▶ **Work to complete**
Start with the first line of the records below. Output each line exactly, ending with the one that contains "backend de audio.".

=== Data extract ===

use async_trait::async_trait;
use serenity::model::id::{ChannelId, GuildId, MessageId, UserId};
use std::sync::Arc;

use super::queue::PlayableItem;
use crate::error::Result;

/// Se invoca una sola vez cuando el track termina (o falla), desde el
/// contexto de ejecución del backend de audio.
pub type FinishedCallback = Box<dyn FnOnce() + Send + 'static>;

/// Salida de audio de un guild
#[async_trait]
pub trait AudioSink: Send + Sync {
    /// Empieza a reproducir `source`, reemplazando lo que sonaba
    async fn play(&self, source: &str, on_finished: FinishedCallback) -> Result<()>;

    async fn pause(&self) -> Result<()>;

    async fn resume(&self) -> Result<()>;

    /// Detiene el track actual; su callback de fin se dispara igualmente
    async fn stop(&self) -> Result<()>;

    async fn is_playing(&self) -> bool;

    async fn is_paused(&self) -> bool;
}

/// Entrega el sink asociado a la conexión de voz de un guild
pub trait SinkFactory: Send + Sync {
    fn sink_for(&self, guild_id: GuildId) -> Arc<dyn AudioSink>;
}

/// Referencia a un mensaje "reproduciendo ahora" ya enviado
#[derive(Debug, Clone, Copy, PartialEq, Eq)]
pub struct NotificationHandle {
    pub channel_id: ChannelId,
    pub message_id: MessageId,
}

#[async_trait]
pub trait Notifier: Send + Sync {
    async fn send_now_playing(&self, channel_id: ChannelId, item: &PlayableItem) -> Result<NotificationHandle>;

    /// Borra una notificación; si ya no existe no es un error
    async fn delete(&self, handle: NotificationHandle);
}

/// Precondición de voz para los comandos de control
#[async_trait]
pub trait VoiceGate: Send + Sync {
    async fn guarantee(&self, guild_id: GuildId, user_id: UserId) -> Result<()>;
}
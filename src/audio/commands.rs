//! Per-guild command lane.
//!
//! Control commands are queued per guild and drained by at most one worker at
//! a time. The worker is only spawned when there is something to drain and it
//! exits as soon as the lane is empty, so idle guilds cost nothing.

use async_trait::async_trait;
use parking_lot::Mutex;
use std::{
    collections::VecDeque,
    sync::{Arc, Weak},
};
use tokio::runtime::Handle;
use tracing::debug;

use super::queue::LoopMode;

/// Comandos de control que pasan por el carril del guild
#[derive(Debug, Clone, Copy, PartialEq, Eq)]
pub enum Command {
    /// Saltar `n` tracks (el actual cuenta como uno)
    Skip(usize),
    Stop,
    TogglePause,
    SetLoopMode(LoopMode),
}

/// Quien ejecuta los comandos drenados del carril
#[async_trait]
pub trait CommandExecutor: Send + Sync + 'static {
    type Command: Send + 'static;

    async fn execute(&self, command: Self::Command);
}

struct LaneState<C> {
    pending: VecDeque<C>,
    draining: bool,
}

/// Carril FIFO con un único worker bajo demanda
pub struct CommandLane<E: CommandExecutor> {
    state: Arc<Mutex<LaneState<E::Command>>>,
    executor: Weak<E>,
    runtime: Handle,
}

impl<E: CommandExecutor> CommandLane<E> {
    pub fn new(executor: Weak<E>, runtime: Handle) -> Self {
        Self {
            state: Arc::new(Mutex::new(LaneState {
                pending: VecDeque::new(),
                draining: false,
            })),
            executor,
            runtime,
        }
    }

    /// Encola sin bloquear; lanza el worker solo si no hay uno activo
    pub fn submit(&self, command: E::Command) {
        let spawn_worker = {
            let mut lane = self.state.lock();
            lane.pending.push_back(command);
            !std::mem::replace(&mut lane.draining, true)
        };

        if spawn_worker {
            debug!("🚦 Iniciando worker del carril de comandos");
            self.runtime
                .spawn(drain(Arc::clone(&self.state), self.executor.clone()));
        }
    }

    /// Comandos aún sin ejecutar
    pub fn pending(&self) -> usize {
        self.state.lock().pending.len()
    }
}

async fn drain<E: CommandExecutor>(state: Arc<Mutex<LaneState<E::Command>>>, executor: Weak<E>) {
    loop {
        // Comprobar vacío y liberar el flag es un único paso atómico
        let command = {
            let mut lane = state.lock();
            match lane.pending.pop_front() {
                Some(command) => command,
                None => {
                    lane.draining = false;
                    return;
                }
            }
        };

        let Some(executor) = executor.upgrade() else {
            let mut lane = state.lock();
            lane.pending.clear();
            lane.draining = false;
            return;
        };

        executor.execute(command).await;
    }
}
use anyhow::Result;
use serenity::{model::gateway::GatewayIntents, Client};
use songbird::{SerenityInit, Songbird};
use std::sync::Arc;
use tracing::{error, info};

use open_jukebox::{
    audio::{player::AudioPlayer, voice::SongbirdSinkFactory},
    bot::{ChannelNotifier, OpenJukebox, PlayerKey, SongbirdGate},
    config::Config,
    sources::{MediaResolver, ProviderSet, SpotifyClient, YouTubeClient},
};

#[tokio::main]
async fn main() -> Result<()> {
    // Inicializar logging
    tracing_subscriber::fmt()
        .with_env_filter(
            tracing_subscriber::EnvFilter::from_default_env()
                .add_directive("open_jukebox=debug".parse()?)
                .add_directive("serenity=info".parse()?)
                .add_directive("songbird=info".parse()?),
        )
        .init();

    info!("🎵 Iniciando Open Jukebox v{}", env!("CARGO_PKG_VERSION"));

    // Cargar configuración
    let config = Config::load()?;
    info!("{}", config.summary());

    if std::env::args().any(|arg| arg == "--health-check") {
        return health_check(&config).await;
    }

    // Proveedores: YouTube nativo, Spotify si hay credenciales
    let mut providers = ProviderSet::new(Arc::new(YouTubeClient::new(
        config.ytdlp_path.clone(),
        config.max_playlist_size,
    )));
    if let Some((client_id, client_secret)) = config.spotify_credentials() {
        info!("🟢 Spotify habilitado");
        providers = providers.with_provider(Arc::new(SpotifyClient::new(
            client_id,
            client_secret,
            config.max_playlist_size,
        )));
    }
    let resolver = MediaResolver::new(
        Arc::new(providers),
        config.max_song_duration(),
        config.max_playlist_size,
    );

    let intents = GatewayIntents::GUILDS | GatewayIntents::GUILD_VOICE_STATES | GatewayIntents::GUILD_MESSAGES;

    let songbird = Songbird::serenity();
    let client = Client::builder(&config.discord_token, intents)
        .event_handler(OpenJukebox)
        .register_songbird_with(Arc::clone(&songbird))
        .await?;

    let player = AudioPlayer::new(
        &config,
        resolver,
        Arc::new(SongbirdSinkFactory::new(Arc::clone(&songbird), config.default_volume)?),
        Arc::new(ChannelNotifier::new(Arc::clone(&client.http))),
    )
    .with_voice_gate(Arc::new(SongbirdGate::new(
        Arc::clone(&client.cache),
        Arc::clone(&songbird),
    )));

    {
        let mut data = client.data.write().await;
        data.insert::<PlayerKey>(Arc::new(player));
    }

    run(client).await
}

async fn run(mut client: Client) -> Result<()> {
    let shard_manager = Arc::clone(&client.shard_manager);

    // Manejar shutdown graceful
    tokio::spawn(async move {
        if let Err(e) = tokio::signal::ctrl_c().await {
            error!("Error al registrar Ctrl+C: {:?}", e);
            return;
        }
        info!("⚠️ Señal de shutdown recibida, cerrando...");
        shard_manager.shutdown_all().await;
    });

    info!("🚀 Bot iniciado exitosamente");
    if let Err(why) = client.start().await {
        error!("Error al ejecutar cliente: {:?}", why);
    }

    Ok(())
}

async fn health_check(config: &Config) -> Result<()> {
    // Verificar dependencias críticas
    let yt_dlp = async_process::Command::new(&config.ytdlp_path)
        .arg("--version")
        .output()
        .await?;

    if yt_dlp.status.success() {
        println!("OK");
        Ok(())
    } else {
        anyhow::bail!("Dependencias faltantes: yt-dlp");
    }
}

===

▶ **Result below**
use async_trait::async_trait;
use serenity::model::id::{ChannelId, GuildId, MessageId, UserId};
use std::sync::Arc;

use super::queue::PlayableItem;
use crate::error::Result;

/// Se invoca una sola vez cuando el track termina (o falla), desde el
/// contexto de ejecución del backend de audio.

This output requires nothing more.